Many hotels still distribute room assignments on paper in the morning. This system works, but offers no real-time visibility. When a housekeeper finishes a floor, the front desk does not know immediately. When an early check-in is requested, the floor must be called to find out if the room is ready. A digital system allows: distributing rooms via mobile app; updating each room's status in real time (in progress, finished, inspected); flagging problems (maintenance needed, forgotten item, damage); and giving the front desk instant visibility on available rooms.
Shyfter allows you to adjust housekeeping staffing based on forecast occupancy. When the occupancy rate changes (cancellations, last-minute reservations), the schedule updates and alerts you if planned staffing is insufficient or excessive.

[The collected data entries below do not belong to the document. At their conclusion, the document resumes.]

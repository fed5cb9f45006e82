//! Alert Engine
//!
//! Derives advisory stock notifications from inventory state. Alerts are
//! best-effort: raising them happens after the owning transaction has
//! committed, and a failure here never fails the operation that triggered
//! the evaluation. Dedup of active alerts is backed by a partial unique
//! index, so the benign check-then-insert race collapses into an ignored
//! conflict. Restocks never auto-resolve an alert; only explicit user
//! action does.

use chrono::Utc;
use shared::Actor;
use shared::models::{AlertPriority, AlertType};

use super::{ServiceError, ServiceResult};
use crate::db::DbService;
use crate::db::repository::{AlertRepository, ProductRepository};

#[derive(Clone)]
pub struct AlertEngine {
    db: DbService,
}

impl AlertEngine {
    pub fn new(db: DbService) -> Self {
        Self { db }
    }

    fn alerts(&self) -> AlertRepository {
        AlertRepository::new(self.db.pool.clone())
    }

    /// Evaluate-and-raise for a low/out-of-stock condition
    ///
    /// Idempotent: any active low_stock or out_of_stock alert for the
    /// product suppresses a new one. Returns whether an alert was inserted.
    pub async fn evaluate_low_stock(
        &self,
        product_id: i64,
        current_quantity: i64,
        reorder_level: i64,
    ) -> ServiceResult<bool> {
        let repo = self.alerts();
        if repo.find_active_stock_alert(product_id).await?.is_some() {
            return Ok(false);
        }

        let name = self.product_name(product_id).await?;
        let (alert_type, priority) = classify_stock_level(current_quantity);
        let message = stock_alert_message(&name, current_quantity, reorder_level);

        let inserted = repo
            .insert_if_absent(product_id, alert_type, priority, &message, Utc::now())
            .await?;
        if inserted {
            tracing::info!(
                target: "alerts",
                product_id,
                alert_type = alert_type.as_str(),
                "stock alert raised"
            );
        }
        Ok(inserted)
    }

    /// Raise an overstock alert when a restock pushes quantity to or above
    /// the maximum stock level
    pub async fn evaluate_overstock(
        &self,
        product_id: i64,
        current_quantity: i64,
        max_stock_level: i64,
    ) -> ServiceResult<bool> {
        if current_quantity < max_stock_level {
            return Ok(false);
        }

        let name = self.product_name(product_id).await?;
        let message = format!(
            "{name} is overstocked: {current_quantity} on hand (maximum {max_stock_level})"
        );
        let inserted = self
            .alerts()
            .insert_if_absent(
                product_id,
                AlertType::Overstock,
                AlertPriority::Medium,
                &message,
                Utc::now(),
            )
            .await?;
        if inserted {
            tracing::info!(target: "alerts", product_id, "overstock alert raised");
        }
        Ok(inserted)
    }

    /// Advisory note when an administrative update changes the sell price
    pub async fn note_price_change(
        &self,
        product_id: i64,
        old_price: f64,
        new_price: f64,
    ) -> ServiceResult<bool> {
        let name = self.product_name(product_id).await?;
        let message =
            format!("{name} sell price changed from {old_price:.2} to {new_price:.2}");
        self.alerts()
            .insert_if_absent(
                product_id,
                AlertType::PriceChange,
                AlertPriority::Low,
                &message,
                Utc::now(),
            )
            .await
            .map_err(Into::into)
    }

    /// Resolve an active alert, stamping resolver and timestamp
    pub async fn resolve(
        &self,
        alert_id: i64,
        actor: &Actor,
        reason: Option<&str>,
    ) -> ServiceResult<()> {
        let resolved = self.alerts().resolve(alert_id, actor.id, Utc::now()).await?;
        if !resolved {
            return Err(ServiceError::NotFound(format!("active alert {alert_id}")));
        }
        tracing::info!(
            target: "alerts",
            alert_id,
            actor_id = actor.id,
            reason = reason.unwrap_or(""),
            "alert resolved"
        );
        Ok(())
    }

    /// Dismiss an active alert
    pub async fn dismiss(&self, alert_id: i64, actor: &Actor) -> ServiceResult<()> {
        let dismissed = self.alerts().dismiss(alert_id, actor.id, Utc::now()).await?;
        if !dismissed {
            return Err(ServiceError::NotFound(format!("active alert {alert_id}")));
        }
        tracing::info!(target: "alerts", alert_id, actor_id = actor.id, "alert dismissed");
        Ok(())
    }

    async fn product_name(&self, product_id: i64) -> ServiceResult<String> {
        ProductRepository::new(self.db.pool.clone())
            .find_by_id(product_id)
            .await?
            .map(|p| p.name)
            .ok_or_else(|| ServiceError::NotFound(format!("product {product_id}")))
    }
}

/// Classify a stock level into alert type and priority
fn classify_stock_level(quantity: i64) -> (AlertType, AlertPriority) {
    if quantity == 0 {
        (AlertType::OutOfStock, AlertPriority::Critical)
    } else {
        (AlertType::LowStock, AlertPriority::High)
    }
}

fn stock_alert_message(name: &str, quantity: i64, reorder_level: i64) -> String {
    if quantity == 0 {
        format!("{name} is out of stock")
    } else {
        format!("{name} is low on stock: {quantity} left (reorder at {reorder_level})")
    }
}

#[cfg(test)]
mod tests {
    use super::*;

    #[test]
    fn zero_quantity_is_critical_out_of_stock() {
        assert_eq!(
            classify_stock_level(0),
            (AlertType::OutOfStock, AlertPriority::Critical)
        );
    }

    #[test]
    fn nonzero_quantity_is_high_low_stock() {
        assert_eq!(
            classify_stock_level(3),
            (AlertType::LowStock, AlertPriority::High)
        );
    }

    #[test]
    fn message_embeds_name_quantity_and_threshold() {
        let msg = stock_alert_message("Cola 330ml", 2, 15);
        assert!(msg.contains("Cola 330ml"));
        assert!(msg.contains('2'));
        assert!(msg.contains("15"));
        assert_eq!(stock_alert_message("Cola 330ml", 0, 15), "Cola 330ml is out of stock");
    }
}
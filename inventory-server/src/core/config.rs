//! Server configuration
//!
//! All settings can be overridden through environment variables:
//!
//! | Env var | Default | Description |
//! |---------|---------|-------------|
//! | WORK_DIR | /var/lib/shelfstock | Working directory (database, logs) |
//! | HTTP_PORT | 3000 | HTTP API port |
//! | DATABASE_PATH | {WORK_DIR}/inventory.db | SQLite database file |
//! | ENVIRONMENT | development | development \| staging \| production |
//! | LOG_DIR | (unset) | Directory for daily-rolling log files |
//! | REQUEST_TIMEOUT_MS | 30000 | Request timeout in milliseconds |

#[derive(Debug, Clone)]
pub struct Config {
    /// Working directory for the database and log files
    pub work_dir: String,
    /// HTTP API port
    pub http_port: u16,
    /// SQLite database file path
    pub database_path: String,
    /// Running environment: development | staging | production
    pub environment: String,
    /// Optional directory for rolling file logs
    pub log_dir: Option<String>,
    /// Request timeout (milliseconds)
    pub request_timeout_ms: u64,
}

impl Config {
    /// Load configuration from environment variables, falling back to
    /// defaults for anything unset
    pub fn from_env() -> Self {
        let work_dir =
            std::env::var("WORK_DIR").unwrap_or_else(|_| "/var/lib/shelfstock".into());
        let database_path = std::env::var("DATABASE_PATH")
            .unwrap_or_else(|_| format!("{work_dir}/inventory.db"));

        Self {
            work_dir,
            http_port: std::env::var("HTTP_PORT")
                .ok()
                .and_then(|p| p.parse().ok())
                .unwrap_or(3000),
            database_path,
            environment: std::env::var("ENVIRONMENT").unwrap_or_else(|_| "development".into()),
            log_dir: std::env::var("LOG_DIR").ok(),
            request_timeout_ms: std::env::var("REQUEST_TIMEOUT_MS")
                .ok()
                .and_then(|p| p.parse().ok())
                .unwrap_or(30000),
        }
    }
}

The ratio depends on the hotel category and type of service. In a 3-star hotel, plan 16 to 18 rooms per 7-hour shift (mix of checkouts and stay-overs). In a 4-star, 13 to 15 rooms. In a 5-star or boutique hotel, 10 to 12 rooms. These ratios decrease if the hotel has suites, atypical rooms or particularly high quality standards. A full checkout takes 30 to 45 minutes; a stay-over refresh takes 15 to 20 minutes.
Maintain a pool of casual workers trained to your establishment's standards, available on call with 24 to 48 hours' notice. When occupancy increases beyond the planned schedule, contact available casual workers via Shyfter. For occupancy drops, offer additional rest days to volunteer housekeepers or reassign them to deep-cleaning tasks (rooms out of service, common areas).
No. Housekeeping must be integrated into the hotel's overall schedule, because it depends directly on information from the front desk (departures, arrivals, special requests) and impacts the entire guest experience. However, the head housekeeper must have a filtered view of her department to manage daily assignments. The ideal is a centralised tool with department views, as Shyfter provides.